▶ [Exercise prompt] A faithful copy of the entire listing is what is needed.
┄┄┄┄┄┄
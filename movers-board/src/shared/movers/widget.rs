//! Ratatui widget for the MOVERS panel

use ratatui::{
    layout::{Constraint, Rect},
    style::{Color, Modifier, Style},
    text::{Line, Span},
    widgets::{Block, Borders, Cell, Paragraph, Row, Table},
    Frame,
};

use super::feed::FeedStatus;
use crate::shared::types::{DisplayRow, Polarity};

const C_BUY: Color = Color::Rgb(100, 220, 100);
const C_SELL: Color = Color::Rgb(220, 100, 100);
const C_NEUTRAL: Color = Color::Rgb(180, 180, 100);
const C_DIM: Color = Color::Rgb(120, 120, 120);
const C_BRIGHT: Color = Color::Rgb(220, 220, 220);
const C_ACCENT: Color = Color::Rgb(100, 180, 220);

/// Format a price with precision scaled to its magnitude
fn format_price(price: f64) -> String {
    if price <= 0.0 {
        "--".to_string()
    } else if price >= 1000.0 {
        format!("{:.0}", price)
    } else if price >= 1.0 {
        format!("{:.2}", price)
    } else {
        format!("{:.5}", price)
    }
}

fn change_color(value: f64) -> Color {
    if value > 0.0 {
        C_BUY
    } else if value < 0.0 {
        C_SELL
    } else {
        C_NEUTRAL
    }
}

/// Render the MOVERS panel from the last committed rows
pub fn render_movers_panel(
    f: &mut Frame,
    area: Rect,
    rows: &[DisplayRow],
    status: FeedStatus,
    polarity: Polarity,
) {
    let border_color = match status {
        FeedStatus::Connected => C_ACCENT,
        FeedStatus::Reconnecting => C_NEUTRAL,
        FeedStatus::Disconnected => C_SELL,
    };
    let title = match polarity {
        Polarity::Gainers => " TOP GAINERS ",
        Polarity::Losers => " TOP LOSERS ",
    };

    let block = Block::default()
        .title(title)
        .borders(Borders::ALL)
        .border_style(Style::default().fg(border_color));

    // The engine keeps the last list through gaps; only a cold start is empty
    if rows.is_empty() {
        let inner = block.inner(area);
        f.render_widget(block, area);
        let placeholder = vec![
            Line::from(Span::styled("Waiting for movers feed...", Style::default().fg(C_DIM))),
            Line::from(Span::styled(
                format!("status: {:?}", status),
                Style::default().fg(C_DIM),
            )),
        ];
        f.render_widget(Paragraph::new(placeholder), inner);
        return;
    }

    let header = Row::new(
        ["#", "SYMBOL", "PRICE", "CHG%", "EMA"]
            .into_iter()
            .map(|h| Cell::from(h).style(Style::default().fg(C_DIM).add_modifier(Modifier::BOLD))),
    )
    .height(1);

    let body = rows.iter().map(|row| {
        let raw = row.data.raw_score;
        let ema = polarity.orient(row.score);
        let symbol_style = if row.is_grace_entry {
            Style::default().fg(C_DIM).add_modifier(Modifier::ITALIC)
        } else {
            Style::default().fg(C_BRIGHT).add_modifier(Modifier::BOLD)
        };

        Row::new(vec![
            Cell::from(format!("{:>2}", row.position + 1)).style(Style::default().fg(C_DIM)),
            Cell::from(row.id.to_string()).style(symbol_style),
            Cell::from(format_price(row.data.price)).style(Style::default().fg(C_BRIGHT)),
            Cell::from(format!("{:+.2}", raw)).style(Style::default().fg(change_color(raw))),
            Cell::from(format!("{:+.2}", ema)).style(Style::default().fg(change_color(ema))),
        ])
        .height(1)
    });

    let table = Table::new(
        body,
        [
            Constraint::Length(3),
            Constraint::Min(8),
            Constraint::Length(12),
            Constraint::Length(8),
            Constraint::Length(8),
        ],
    )
    .header(header)
    .block(block);

    f.render_widget(table, area);
}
┄┄┄┄┄┄
▶ [Response to this task]
filename movers-board/src/shared/movers/widget.rs
//! Ratatui widget for the MOVERS panel

use ratatui::{
    layout::{Constraint, Rect},
    style::{Color, Modifier, Style},
    text::{Line, Span},
    widgets::{Block, Borders, Cell, Paragraph, Row, Table},
    Frame,
};

use super::feed::FeedStatus;
use crate::shared::types::{DisplayRow, Polarity};

const C_BUY: Color = Color::Rgb(100, 220, 100);
const C_SELL: Color = Color::Rgb(220, 100, 100);
const C_NEUTRAL: Color = Color::Rgb(180, 180, 100);
const C_DIM: Color = Color::Rgb(120, 120, 120);
const C_BRIGHT: Color = Color::Rgb(220, 220, 220);
const C_ACCENT: Color = Color::Rgb(100, 180, 220);

/// Format a price with precision scaled to its magnitude
fn format_price(price: f64) -> String {
    if price <= 0.0 {
        "--".to_string()
    } else if price >= 1000.0 {
        format!("{:.0}", price)
    } else if price >= 1.0 {
        format!("{:.2}", price)
    } else {
        format!("{:.5}", price)
    }
}

fn change_color(value: f64) -> Color {
    if value > 0.0 {
        C_BUY
    } else if value < 0.0 {
        C_SELL
    } else {
        C_NEUTRAL
    }
}

/// Render the MOVERS panel from the last committed rows
pub fn render_movers_panel(
    f: &mut Frame,
    area: Rect,
    rows: &[DisplayRow],
    status: FeedStatus,
    polarity: Polarity,
) {
    let border_color = match status {
        FeedStatus::Connected => C_ACCENT,
        FeedStatus::Reconnecting => C_NEUTRAL,
        FeedStatus::Disconnected => C_SELL,
    };
    let title = match polarity {
        Polarity::Gainers => " TOP GAINERS ",
        Polarity::Losers => " TOP LOSERS ",
    };

    let block = Block::default()
        .title(title)
        .borders(Borders::ALL)
        .border_style(Style::default().fg(border_color));

    // The engine keeps the last list through gaps; only a cold start is empty
    if rows.is_empty() {
        let inner = block.inner(area);
        f.render_widget(block, area);
        let placeholder = vec![
            Line::from(Span::styled("Waiting for movers feed...", Style::default().fg(C_DIM))),
            Line::from(Span::styled(
                format!("status: {:?}", status),
                Style::default().fg(C_DIM),
            )),
        ];
        f.render_widget(Paragraph::new(placeholder), inner);
        return;
    }

    let header = Row::new(
        ["#", "SYMBOL", "PRICE", "CHG%", "EMA"]
            .into_iter()
            .map(|h| Cell::from(h).style(Style::default().fg(C_DIM).add_modifier(Modifier::BOLD))),
    )
    .height(1);

    let body = rows.iter().map(|row| {
        let raw = row.data.raw_score;
        let ema = polarity.orient(row.score);
        let symbol_style = if row.is_grace_entry {
            Style::default().fg(C_DIM).add_modifier(Modifier::ITALIC)
        } else {
            Style::default().fg(C_BRIGHT).add_modifier(Modifier::BOLD)
        };

        Row::new(vec![
            Cell::from(format!("{:>2}", row.position + 1)).style(Style::default().fg(C_DIM)),
            Cell::from(row.id.to_string()).style(symbol_style),
            Cell::from(format_price(row.data.price)).style(Style::default().fg(C_BRIGHT)),
            Cell::from(format!("{:+.2}", raw)).style(Style::default().fg(change_color(raw))),
            Cell::from(format!("{:+.2}", ema)).style(Style::default().fg(change_color(ema))),
        ])
        .height(1)
    });

    let table = Table::new(
        body,
        [
            Constraint::Length(3),
            Constraint::Min(8),
            Constraint::Length(12),
            Constraint::Length(8),
            Constraint::Length(8),
        ],
    )
    .header(header)
    .block(block);

    f.render_widget(table, area);
}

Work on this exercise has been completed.